→ **Exercise aim**
The word "SessionId" marks the lines you need; copy each of them from the data.

*** Opening Records for the exercise ***

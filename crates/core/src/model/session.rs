use std::collections::HashSet;

use chrono::{DateTime, Utc};
use serde::{Deserialize, Serialize};
use thiserror::Error;

use crate::model::group::{Group, GroupError, GroupMode};
use crate::model::ids::{GroupEpoch, QuestionId, SessionId, UserId};
use crate::model::settings::PracticeSettings;

//
// ─── ERRORS ────────────────────────────────────────────────────────────────────
//

#[derive(Debug, Error, Clone, PartialEq, Eq)]
#[non_exhaustive]
pub enum SessionError {
    #[error("unknown session status: {0}")]
    UnknownStatus(String),

    #[error("round number must be >= 1, got {0}")]
    InvalidRound(u32),

    #[error("group epoch {group} is not below the next allocatable epoch {next}")]
    EpochOrder { group: u64, next: u64 },

    #[error("session is completed; no further groups can be built")]
    Completed,

    #[error(transparent)]
    Group(#[from] GroupError),
}

//
// ─── STATUS ────────────────────────────────────────────────────────────────────
//

/// Lifecycle state of a practice session.
#[derive(Debug, Clone, Copy, PartialEq, Eq, Serialize, Deserialize)]
#[serde(rename_all = "snake_case")]
pub enum SessionStatus {
    /// Broad ratio-sampled practice.
    Normal,
    /// Re-attempting the wrong subset of the previous group.
    Reinforcing,
    /// Terminal; reached only through an explicit finish or reset.
    Completed,
}

impl SessionStatus {
    #[must_use]
    pub fn as_str(self) -> &'static str {
        match self {
            SessionStatus::Normal => "normal",
            SessionStatus::Reinforcing => "reinforcing",
            SessionStatus::Completed => "completed",
        }
    }

    /// Parses the canonical string form.
    ///
    /// # Errors
    ///
    /// Returns `SessionError::UnknownStatus` for any other string.
    pub fn parse(value: &str) -> Result<Self, SessionError> {
        match value {
            "normal" => Ok(SessionStatus::Normal),
            "reinforcing" => Ok(SessionStatus::Reinforcing),
            "completed" => Ok(SessionStatus::Completed),
            other => Err(SessionError::UnknownStatus(other.to_string())),
        }
    }
}

//
// ─── SESSION ───────────────────────────────────────────────────────────────────
//

/// One user's active smart-practice session.
///
/// Owns the round counter, the current group, and the epoch allocator.
/// Every group is created through this type, which is how the "epoch
/// strictly greater than any prior group's" invariant is enforced.
#[derive(Debug, Clone, PartialEq)]
pub struct PracticeSession {
    id: SessionId,
    user_id: UserId,
    status: SessionStatus,
    round: u32,
    settings: PracticeSettings,
    current_group: Group,
    next_epoch: GroupEpoch,
    used_question_ids: HashSet<QuestionId>,
    created_at: DateTime<Utc>,
    updated_at: DateTime<Utc>,
}

impl PracticeSession {
    /// Starts a new session around its first ratio-sampled group.
    ///
    /// # Errors
    ///
    /// Returns `SessionError::Group` if the question list is empty.
    pub fn start(
        id: SessionId,
        user_id: UserId,
        settings: PracticeSettings,
        first_group: Vec<QuestionId>,
        now: DateTime<Utc>,
    ) -> Result<Self, SessionError> {
        let epoch = GroupEpoch::new(1);
        let group = Group::new(epoch, GroupMode::Normal, first_group, now)?;
        let used_question_ids = group.question_ids().iter().copied().collect();

        Ok(Self {
            id,
            user_id,
            status: SessionStatus::Normal,
            round: 1,
            settings,
            current_group: group,
            next_epoch: epoch.next(),
            used_question_ids,
            created_at: now,
            updated_at: now,
        })
    }

    /// Rehydrates a session from persisted storage.
    ///
    /// # Errors
    ///
    /// Returns `SessionError::InvalidRound` for a zero round and
    /// `SessionError::EpochOrder` if the current group's epoch has not been
    /// allocated below `next_epoch`.
    #[allow(clippy::too_many_arguments)]
    pub fn from_persisted(
        id: SessionId,
        user_id: UserId,
        status: SessionStatus,
        round: u32,
        settings: PracticeSettings,
        current_group: Group,
        next_epoch: GroupEpoch,
        used_question_ids: HashSet<QuestionId>,
        created_at: DateTime<Utc>,
        updated_at: DateTime<Utc>,
    ) -> Result<Self, SessionError> {
        if round == 0 {
            return Err(SessionError::InvalidRound(round));
        }
        if current_group.epoch() >= next_epoch {
            return Err(SessionError::EpochOrder {
                group: current_group.epoch().value(),
                next: next_epoch.value(),
            });
        }

        Ok(Self {
            id,
            user_id,
            status,
            round,
            settings,
            current_group,
            next_epoch,
            used_question_ids,
            created_at,
            updated_at,
        })
    }

    #[must_use]
    pub fn id(&self) -> SessionId {
        self.id
    }

    #[must_use]
    pub fn user_id(&self) -> UserId {
        self.user_id
    }

    #[must_use]
    pub fn status(&self) -> SessionStatus {
        self.status
    }

    #[must_use]
    pub fn round(&self) -> u32 {
        self.round
    }

    #[must_use]
    pub fn settings(&self) -> &PracticeSettings {
        &self.settings
    }

    #[must_use]
    pub fn current_group(&self) -> &Group {
        &self.current_group
    }

    #[must_use]
    pub fn next_epoch(&self) -> GroupEpoch {
        self.next_epoch
    }

    /// Ids handed out by any normal group of this session; the sampler's
    /// exclusion set.
    #[must_use]
    pub fn used_question_ids(&self) -> &HashSet<QuestionId> {
        &self.used_question_ids
    }

    #[must_use]
    pub fn is_completed(&self) -> bool {
        self.status == SessionStatus::Completed
    }

    #[must_use]
    pub fn created_at(&self) -> DateTime<Utc> {
        self.created_at
    }

    #[must_use]
    pub fn updated_at(&self) -> DateTime<Utc> {
        self.updated_at
    }

    /// Moves the current group's position pointer (forward only).
    pub fn note_position(&mut self, index: usize, now: DateTime<Utc>) {
        self.current_group.advance_to(index);
        self.updated_at = now;
    }

    /// Enters (or stays in) reinforcement: the next group is exactly the
    /// still-wrong subset, the round does not advance.
    ///
    /// # Errors
    ///
    /// Returns `SessionError::Completed` on a finished session, or
    /// `SessionError::Group` for an empty subset.
    pub fn begin_reinforce_group(
        &mut self,
        wrong: Vec<QuestionId>,
        now: DateTime<Utc>,
    ) -> Result<&Group, SessionError> {
        if self.is_completed() {
            return Err(SessionError::Completed);
        }
        let group = Group::new(self.next_epoch, GroupMode::Reinforce, wrong, now)?;
        self.next_epoch = self.next_epoch.next();
        self.current_group = group;
        self.status = SessionStatus::Reinforcing;
        self.updated_at = now;
        Ok(&self.current_group)
    }

    /// Returns to broad sampling: round + 1, fresh normal group.
    ///
    /// # Errors
    ///
    /// Returns `SessionError::Completed` on a finished session, or
    /// `SessionError::Group` for an empty question list.
    pub fn begin_next_round_group(
        &mut self,
        question_ids: Vec<QuestionId>,
        now: DateTime<Utc>,
    ) -> Result<&Group, SessionError> {
        if self.is_completed() {
            return Err(SessionError::Completed);
        }
        let group = Group::new(self.next_epoch, GroupMode::Normal, question_ids, now)?;
        self.next_epoch = self.next_epoch.next();
        self.used_question_ids
            .extend(group.question_ids().iter().copied());
        self.current_group = group;
        self.status = SessionStatus::Normal;
        self.round += 1;
        self.updated_at = now;
        Ok(&self.current_group)
    }

    /// Forgets which questions have been handed out, so sampling can
    /// recycle an exhausted pool.
    pub fn clear_used_questions(&mut self) {
        self.used_question_ids.clear();
    }

    /// Explicit terminal transition; the state machine never reaches
    /// `Completed` on its own.
    pub fn mark_completed(&mut self, now: DateTime<Utc>) {
        self.status = SessionStatus::Completed;
        self.updated_at = now;
    }
}

//
// ─── TESTS ─────────────────────────────────────────────────────────────────────
//
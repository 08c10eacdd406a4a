use std::collections::HashSet;

use practice_core::model::{
    BankId, Group, GroupMode, PracticeSession, PracticeSettings, QuestionId, SessionId,
    SessionStatus, TypeRatio, UserId,
};
use sqlx::Row;
use sqlx::sqlite::SqliteRow;

use super::SqliteRepository;
use super::mapping::{epoch_from_i64, epoch_to_i64, from_json, ser, to_json, u32_from_i64, user_id_to_i64};
use crate::repository::{SessionRepository, StorageError};

fn map_session_rows(
    session_row: &SqliteRow,
    group_row: &SqliteRow,
) -> Result<PracticeSession, StorageError> {
    let id: SessionId = session_row
        .try_get::<String, _>("id")
        .map_err(ser)?
        .parse()
        .map_err(ser)?;
    let user_id = UserId::new(
        u64::try_from(session_row.try_get::<i64, _>("user_id").map_err(ser)?)
            .map_err(|_| StorageError::Serialization("user_id sign overflow".into()))?,
    );
    let status = SessionStatus::parse(&session_row.try_get::<String, _>("status").map_err(ser)?)
        .map_err(ser)?;
    let round = u32_from_i64("round", session_row.try_get::<i64, _>("round").map_err(ser)?)?;

    let bank_ids: Vec<BankId> =
        from_json(&session_row.try_get::<String, _>("bank_ids").map_err(ser)?)?;
    let type_ratio: TypeRatio =
        from_json(&session_row.try_get::<String, _>("type_ratio").map_err(ser)?)?;
    let target_count = u32_from_i64(
        "target_count",
        session_row.try_get::<i64, _>("target_count").map_err(ser)?,
    )?;
    let realtime_analysis: bool = session_row.try_get("realtime_analysis").map_err(ser)?;
    let settings = PracticeSettings::new(bank_ids, type_ratio, target_count, realtime_analysis)
        .map_err(ser)?;

    let next_epoch = epoch_from_i64(session_row.try_get::<i64, _>("next_epoch").map_err(ser)?)?;
    let used_question_ids: HashSet<QuestionId> = from_json::<Vec<QuestionId>>(
        &session_row
            .try_get::<String, _>("used_question_ids")
            .map_err(ser)?,
    )?
    .into_iter()
    .collect();

    let mode = GroupMode::parse(&group_row.try_get::<String, _>("mode").map_err(ser)?)
        .map_err(ser)?;
    let question_ids: Vec<QuestionId> =
        from_json(&group_row.try_get::<String, _>("question_ids").map_err(ser)?)?;
    let current_index = usize::try_from(group_row.try_get::<i64, _>("current_index").map_err(ser)?)
        .map_err(|_| StorageError::Serialization("current_index sign overflow".into()))?;
    let group = Group::from_persisted(
        epoch_from_i64(group_row.try_get::<i64, _>("epoch").map_err(ser)?)?,
        mode,
        question_ids,
        current_index,
        group_row.try_get("created_at").map_err(ser)?,
    )
    .map_err(ser)?;

    PracticeSession::from_persisted(
        id,
        user_id,
        status,
        round,
        settings,
        group,
        next_epoch,
        used_question_ids,
        session_row.try_get("created_at").map_err(ser)?,
        session_row.try_get("updated_at").map_err(ser)?,
    )
    .map_err(ser)
}

impl SqliteRepository {
    async fn load_session_by_row(
        &self,
        session_row: SqliteRow,
    ) -> Result<PracticeSession, StorageError> {
        let id: String = session_row.try_get("id").map_err(ser)?;
        let current_epoch: i64 = session_row.try_get("current_epoch").map_err(ser)?;

        let group_row = sqlx::query(
            r"
            SELECT epoch, mode, question_ids, current_index, created_at
            FROM practice_groups
            WHERE session_id = ?1 AND epoch = ?2
            ",
        )
        .bind(&id)
        .bind(current_epoch)
        .fetch_optional(&self.pool)
        .await
        .map_err(|e| StorageError::Connection(e.to_string()))?
        .ok_or(StorageError::NotFound)?;

        map_session_rows(&session_row, &group_row)
    }
}

#[async_trait::async_trait]
impl SessionRepository for SqliteRepository {
    async fn save_session(&self, session: &PracticeSession) -> Result<(), StorageError> {
        let id = session.id().to_string();
        let user_id = user_id_to_i64(session.user_id())?;
        let group = session.current_group();

        let mut tx = self
            .pool
            .begin()
            .await
            .map_err(|e| StorageError::Connection(e.to_string()))?;

        if !session.is_completed() {
            let clash = sqlx::query(
                r"
                SELECT 1 FROM practice_sessions
                WHERE user_id = ?1 AND status != 'completed' AND id != ?2
                LIMIT 1
                ",
            )
            .bind(user_id)
            .bind(&id)
            .fetch_optional(&mut *tx)
            .await
            .map_err(|e| StorageError::Connection(e.to_string()))?;
            if clash.is_some() {
                return Err(StorageError::Conflict);
            }
        }

        sqlx::query(
            r"
            INSERT INTO practice_sessions (
                id, user_id, status, round, bank_ids, type_ratio, target_count,
                realtime_analysis, current_epoch, next_epoch, used_question_ids,
                created_at, updated_at
            )
            VALUES (?1, ?2, ?3, ?4, ?5, ?6, ?7, ?8, ?9, ?10, ?11, ?12, ?13)
            ON CONFLICT(id) DO UPDATE SET
                -- identity, owner, and settings snapshot are frozen at start
                status = excluded.status,
                round = excluded.round,
                current_epoch = excluded.current_epoch,
                next_epoch = excluded.next_epoch,
                used_question_ids = excluded.used_question_ids,
                updated_at = excluded.updated_at
            ",
        )
        .bind(&id)
        .bind(user_id)
        .bind(session.status().as_str())
        .bind(i64::from(session.round()))
        .bind(to_json(&session.settings().bank_ids().to_vec())?)
        .bind(to_json(session.settings().type_ratio())?)
        .bind(i64::from(session.settings().target_count()))
        .bind(session.settings().realtime_analysis())
        .bind(epoch_to_i64(group.epoch())?)
        .bind(epoch_to_i64(session.next_epoch())?)
        .bind(to_json(&session.used_question_ids().iter().copied().collect::<Vec<_>>())?)
        .bind(session.created_at())
        .bind(session.updated_at())
        .execute(&mut *tx)
        .await
        .map_err(|e| StorageError::Connection(e.to_string()))?;

        sqlx::query(
            r"
            INSERT INTO practice_groups (
                session_id, epoch, mode, question_ids, current_index, created_at
            )
            VALUES (?1, ?2, ?3, ?4, ?5, ?6)
            ON CONFLICT(session_id, epoch) DO UPDATE SET
                current_index = excluded.current_index
            ",
        )
        .bind(&id)
        .bind(epoch_to_i64(group.epoch())?)
        .bind(group.mode().as_str())
        .bind(to_json(&group.question_ids().to_vec())?)
        .bind(i64::try_from(group.current_index()).map_err(|_| {
            StorageError::Serialization("current_index overflow".into())
        })?)
        .bind(group.created_at())
        .execute(&mut *tx)
        .await
        .map_err(|e| StorageError::Connection(e.to_string()))?;

        tx.commit()
            .await
            .map_err(|e| StorageError::Connection(e.to_string()))?;
        Ok(())
    }

    async fn get_session(&self, id: SessionId) -> Result<PracticeSession, StorageError> {
        let session_row = sqlx::query(
            r"
            SELECT id, user_id, status, round, bank_ids, type_ratio, target_count,
                   realtime_analysis, current_epoch, next_epoch, used_question_ids,
                   created_at, updated_at
            FROM practice_sessions
            WHERE id = ?1
            ",
        )
        .bind(id.to_string())
        .fetch_optional(&self.pool)
        .await
        .map_err(|e| StorageError::Connection(e.to_string()))?
        .ok_or(StorageError::NotFound)?;

        self.load_session_by_row(session_row).await
    }

    async fn active_session(
        &self,
        user_id: UserId,
    ) -> Result<Option<PracticeSession>, StorageError> {
        let session_row = sqlx::query(
            r"
            SELECT id, user_id, status, round, bank_ids, type_ratio, target_count,
                   realtime_analysis, current_epoch, next_epoch, used_question_ids,
                   created_at, updated_at
            FROM practice_sessions
            WHERE user_id = ?1 AND status != 'completed'
            ORDER BY created_at DESC
            LIMIT 1
            ",
        )
        .bind(user_id_to_i64(user_id)?)
        .fetch_optional(&self.pool)
        .await
        .map_err(|e| StorageError::Connection(e.to_string()))?;

        match session_row {
            Some(row) => Ok(Some(self.load_session_by_row(row).await?)),
            None => Ok(None),
        }
    }

    async fn delete_session(&self, id: SessionId) -> Result<(), StorageError> {
        // Groups and ledger entries cascade via foreign keys.
        sqlx::query("DELETE FROM practice_sessions WHERE id = ?1")
            .bind(id.to_string())
            .execute(&self.pool)
            .await
            .map_err(|e| StorageError::Connection(e.to_string()))?;
        Ok(())
    }
}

*** Closing Records for the exercise ***

→ **Solution**
use crate::model::ids::{GroupEpoch, QuestionId, SessionId, UserId};
    id: SessionId,
        id: SessionId,
        id: SessionId,
    pub fn id(&self) -> SessionId {
    BankId, Group, GroupMode, PracticeSession, PracticeSettings, QuestionId, SessionId,
    let id: SessionId = session_row
    async fn get_session(&self, id: SessionId) -> Result<PracticeSession, StorageError> {
    async fn delete_session(&self, id: SessionId) -> Result<(), StorageError> {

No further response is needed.